Mathematical interpretation of why Gradient descent works | Linlin

For minimizing a differentiable multivariable function $$f(\mathbf x)$$ with initial value of $$\mathbf x_0$$, the fastest decreasing would be the direction of negative gradient of $$f(x)$$ since its gradient points to fastest ascending direction.
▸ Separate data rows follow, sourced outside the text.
#![warn(clippy::disallowed_types)]

pub use error::{ErrorKind, ExpressionError};
pub use operator::{Operator, OperatorRegistry, NEGATION};
pub use table::{Row, TruthTable};
pub use truth_table::TruthTableEntry;
pub use validate::validate;

pub mod error;
pub mod eval;
pub mod expression;
pub mod merge;
pub mod operator;
pub mod table;
pub mod table_io;
pub mod validate;

mod truth_table;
The updating rule

$$$\mathbf x_{t+1} = \mathbf x_t - \eta\nabla f(\mathbf x_t), t=1,2~\cdots$$$

with sufficiently small $$\eta$$ leads to $$f(\mathbf x_{t+1})<f(\mathbf x_t)$$. The scalar constant $$\eta$$ is the step size determining how far the updating moves in the negative gradient direction, which is usually called learning rate in machine learning model training.

### But, why $$\eta$$ has to be small?

To gain the mathematical interpretation, assume the general context of

$$$\min_{\mathbf x}f(\mathbf x), \mathbf x\in \mathcal R^m$$$

with initial condition $$\mathbf x=\mathbf x_0$$.

The goal of first updating is to find $$\mathbf x_1=\mathbf x_0+\Delta\mathbf x$$ such that

$$$f(\mathbf x_1) \le f(\mathbf x_0),$$$

where $$\Delta\mathbf x$$ is the updating vector.

First we approximate $$f(\mathbf x_1)$$ with the first-order Taylor expansion as

$$$f(\mathbf x_1) = f(\mathbf x_0 + \Delta\mathbf x)=f(\mathbf x_0)+\Delta\mathbf x^T\nabla f(\mathbf x_0),$$$

$$$f(\mathbf x_1) - f(\mathbf x_0)=\Delta\mathbf x^T\nabla f(\mathbf x_0).$$$

Now to ensure the semi-negative definite of $$f(\mathbf x_1) - f(\mathbf x_0)$$, we can simply choose

$$$\Delta\mathbf x = -\eta\nabla f(\mathbf x_0)$$$

and then we have

$$$f(\mathbf x_1) - f(\mathbf x_0)=-\eta\|\nabla f(\mathbf x_0)\|^2 \le 0,$$$

for some scalar constant $$\eta$$, and $$\|\nabla f(\mathbf x_0)\|^2=0$$ if and only if $$f(\mathbf x_0)$$ is already the minimum.

To sum up and generalize to step $$t$$, the updating rule

$$$\mathbf x_{t+1} = \mathbf x_t - \eta \nabla f(\mathbf x_t)$$$

drives the searching towards the minimum given that the proper value of $$\eta$$ can ensure that $$x_{t+1}$$ is close enough to $$x_t$$ such that first-order approximate is a valid approximate with tolerable error.